After praying that God would preserve the Queen and asking the crowd to join him in prayer, he begged God to forgive his enemies. He then removed his gown and ruff and knelt at the block, looking up at the sky and saying the Lord's Prayer. After forgiving the executioner, who knelt in front of him, Essex repeated the Creed and then took off his doublet, as it was covering his neck, to display a waistcoat of scarlet, the colour of martyrs. He laid himself on the block, stretched out his arms and prayed, "Lord be merciful to Thy prostrate servant… Lord, into Thy hands I commend my spirit." After repeating two verses of Psalm 51, he could take no more and cried out, "Executioner, strike home!". The executioner swung his axe to behead Essex, but, unfortunately, it took three blows to sever his neck. When the deed was finally done, the executioner held the head aloft, shouting, "God save the Queen!"

Re: the charges of favouring Catholics (i.e., being lenient with them): One of the Earl's main conspirators was a Catholic, Sir Christopher Blount, who was educated at Louvain by William, later Cardinal, Allen. He had been a member of the Robert Dudley, the Earl of Leicester's household--in spite of Leicester's staunch Calvinism--and he married Leicester's widow, the Earl of Essex's mother, Lettice Knollys Devereux Dudley, aka the Countess of Leicester, the title she kept after marrying Blount. Since Elizabeth I had never been pleased with Leicester and Lettice marrying, since he was HER Favourite, she was not happy that Lettice was happily married again. Blount would be executed on March 18, 1601.

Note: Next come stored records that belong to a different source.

//! # History Store
//!
//! Persisted record of every image the source has handed out, in insertion
//! order. This is the single source of truth for duplicate detection across
//! restarts: the in-memory candidate list is rebuilt from here at startup.
//!
//! ## Storage
//! One JSON array in `~/.config/simple-desktops-wallpaper/history.json`.
//! Every mutation rewrites the file through a temp file and an atomic
//! rename *before* returning, so a crash immediately after a successful
//! call cannot lose the record and a concurrent reader never observes a
//! half-written file.

use std::path::{Path, PathBuf};
use std::sync::Mutex;

use chrono::{DateTime, Utc};
use serde::{Deserialize, Serialize};

use crate::candidate::SdImage;
use crate::config::app_config_dir;
use crate::error::{Error, Result};

/// A previously returned image, as persisted.
#[derive(Debug, Clone, Serialize, Deserialize)]
pub struct HistoryRecord {
    /// Preview-resolution URL of the image.
    pub preview_url: String,
    /// When the record was inserted. Storage order is insertion order; the
    /// timestamp is informational.
    pub inserted_at: DateTime<Utc>,
}

impl HistoryRecord {
    pub fn new(preview_url: impl Into<String>) -> Self {
        Self {
            preview_url: preview_url.into(),
            inserted_at: Utc::now(),
        }
    }

    /// Dedup name derived from the preview URL, if derivable.
    pub fn name(&self) -> Option<String> {
        SdImage::new(self.preview_url.as_str()).name()
    }
}

/// Ordered, persisted history of previously seen images.
pub struct HistoryStore {
    path: PathBuf,
    records: Mutex<Vec<HistoryRecord>>,
}

impl HistoryStore {
    /// Default location next to the config file.
    pub fn default_path() -> Option<PathBuf> {
        app_config_dir().map(|p| p.join("history.json"))
    }

    /// Opens the store at `path`, loading any existing records.
    ///
    /// A missing file is an empty history. An unreadable or unparseable
    /// file is a storage error; silently discarding history would defeat
    /// duplicate detection.
    pub fn open(path: impl Into<PathBuf>) -> Result<Self> {
        let path = path.into();

        let records = match std::fs::read_to_string(&path) {
            Ok(content) => serde_json::from_str(&content)
                .map_err(|e| Error::storage("history decode", e))?,
            Err(e) if e.kind() == std::io::ErrorKind::NotFound => Vec::new(),
            Err(e) => return Err(Error::storage("history read", e)),
        };

        Ok(Self {
            path,
            records: Mutex::new(records),
        })
    }

    /// Appends a record and persists synchronously.
    ///
    /// The in-memory list is only updated once the write has succeeded, so
    /// a failed insert leaves the store unchanged.
    pub fn insert(&self, record: HistoryRecord) -> Result<()> {
        let mut records = self.records.lock().expect("history lock poisoned");

        let mut next = records.clone();
        next.push(record);
        self.persist(&next)?;

        *records = next;
        Ok(())
    }

    /// Removes the record whose derived name matches, if any.
    ///
    /// A missing record is a no-op, not an error: the caller only knows the
    /// image should be gone, and it already is.
    pub fn remove(&self, name: &str) -> Result<()> {
        let mut records = self.records.lock().expect("history lock poisoned");

        let Some(index) = records
            .iter()
            .position(|r| r.name().as_deref() == Some(name))
        else {
            return Ok(());
        };

        let mut next = records.clone();
        next.remove(index);
        self.persist(&next)?;

        *records = next;
        Ok(())
    }

    /// Returns a snapshot of all records, oldest-first or newest-first.
    ///
    /// The snapshot is independent of later mutations; iterate it as often
    /// as needed.
    pub fn retrieve_all(&self, newest_first: bool) -> Vec<HistoryRecord> {
        let records = self.records.lock().expect("history lock poisoned");
        if newest_first {
            records.iter().rev().cloned().collect()
        } else {
            records.clone()
        }
    }

    /// Looks up a record by its derived name.
    pub fn retrieve(&self, name: &str) -> Option<HistoryRecord> {
        let records = self.records.lock().expect("history lock poisoned");
        records
            .iter()
            .find(|r| r.name().as_deref() == Some(name))
            .cloned()
    }

    /// Writes `records` to disk through a temp file and atomic rename.
    fn persist(&self, records: &[HistoryRecord]) -> Result<()> {
        if let Some(parent) = self.path.parent() {
            std::fs::create_dir_all(parent).map_err(|e| Error::storage("history dir", e))?;
        }

        let content = serde_json::to_string_pretty(records)
            .map_err(|e| Error::storage("history encode", e))?;

        let tmp = tmp_path(&self.path);
        std::fs::write(&tmp, content).map_err(|e| Error::storage("history write", e))?;
        std::fs::rename(&tmp, &self.path).map_err(|e| Error::storage("history replace", e))?;

        Ok(())
    }
}

fn tmp_path(path: &Path) -> PathBuf {
    let mut name = path.file_name().unwrap_or_default().to_os_string();
    name.push(".tmp");
    path.with_file_name(name)
}

#[cfg(test)]
mod tests {
    use super::*;

    const PREVIEW_A: &str =
        "http://static.simpledesktops.com/uploads/desktops/2020/01/30/a.png.295x184_q100.png";
    const PREVIEW_B: &str =
        "http://static.simpledesktops.com/uploads/desktops/2020/02/14/b.png.295x184_q100.png";

    fn store_in(dir: &tempfile::TempDir) -> HistoryStore {
        HistoryStore::open(dir.path().join("history.json")).unwrap()
    }

    #[test]
    fn retrieval_order_follows_insertion() {
        let dir = tempfile::tempdir().unwrap();
        let store = store_in(&dir);

        store.insert(HistoryRecord::new(PREVIEW_A)).unwrap();
        store.insert(HistoryRecord::new(PREVIEW_B)).unwrap();

        let newest_first = store.retrieve_all(true);
        assert_eq!(newest_first[0].preview_url, PREVIEW_B);
        assert_eq!(newest_first[1].preview_url, PREVIEW_A);

        let oldest_first = store.retrieve_all(false);
        assert_eq!(oldest_first[0].preview_url, PREVIEW_A);
    }

    #[test]
    fn records_survive_reopen() {
        let dir = tempfile::tempdir().unwrap();
        let path = dir.path().join("history.json");

        {
            let store = HistoryStore::open(&path).unwrap();
            store.insert(HistoryRecord::new(PREVIEW_A)).unwrap();
        }

        let reopened = HistoryStore::open(&path).unwrap();
        let records = reopened.retrieve_all(true);
        assert_eq!(records.len(), 1);
        assert_eq!(records[0].preview_url, PREVIEW_A);
    }

    #[test]
    fn remove_by_name_and_missing_is_noop() {
        let dir = tempfile::tempdir().unwrap();
        let store = store_in(&dir);

        store.insert(HistoryRecord::new(PREVIEW_A)).unwrap();
        let name = HistoryRecord::new(PREVIEW_A).name().unwrap();

        store.remove(&name).unwrap();
        assert!(store.retrieve_all(true).is_empty());

        // Removing again is fine.
        store.remove(&name).unwrap();
        store.remove("never-existed.png").unwrap();
    }

    #[test]
    fn retrieve_finds_by_name() {
        let dir = tempfile::tempdir().unwrap();
        let store = store_in(&dir);

        store.insert(HistoryRecord::new(PREVIEW_A)).unwrap();
        store.insert(HistoryRecord::new(PREVIEW_B)).unwrap();

        let record = store.retrieve("2020-01-30-a.png").unwrap();
        assert_eq!(record.preview_url, PREVIEW_A);
        assert!(store.retrieve("2020-01-30-missing.png").is_none());
    }

    #[test]
    fn no_temp_file_left_behind() {
        let dir = tempfile::tempdir().unwrap();
        let store = store_in(&dir);

        store.insert(HistoryRecord::new(PREVIEW_A)).unwrap();
        assert!(!dir.path().join("history.json.tmp").exists());
        assert!(dir.path().join("history.json").exists());
    }

    #[test]
    fn corrupt_file_is_a_storage_error() {
        let dir = tempfile::tempdir().unwrap();
        let path = dir.path().join("history.json");
        std::fs::write(&path, "not json").unwrap();

        assert!(HistoryStore::open(&path).is_err());
    }
}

As this website points out, however, there were several other Catholics engaged in the plot:

Amount the handful who supported Essex either openly or covertly were the seven Catholics mentioned here: Robert Catesby, Thomas Winter, John and Christopher Wright, Thomas Percy, John Grant and Francis Tresham. Robert Catesby, even though he had been previously arrested on suspicion in 1596 during an illness of Queen Elizabeth - a stomach complaint at first diagnosed as a catholic attempt to poison her - was imprisoned after being wounded during the short battle at Essex house. He was released later on payment of a fine of £3000. Francis Tresham only escaped a charge of treason by a bribe of £1000 to Lady Catherine Howard. In addition, some payment was probably given to Egerton and the Lieutenant of the Tower, Lord Thomas Howard, before the pardon could be procured. Records of Sir Thomas Tresham indicate the reverberation of Francis' incarceration. He was forced to sell a number of properties in order to come up with the £2000 fine. It has also been questioned whether he assisted in paying some of Robert Catesby's fine also. The others were fined lesser amounted depending on the degree of participation with Essex.


Those seven--and others--would then participate in the Gunpowder Plot at the beginning of James I's reign. Had the Earl of Essex promised them leniency with the Recusant Laws if his coup succeeded?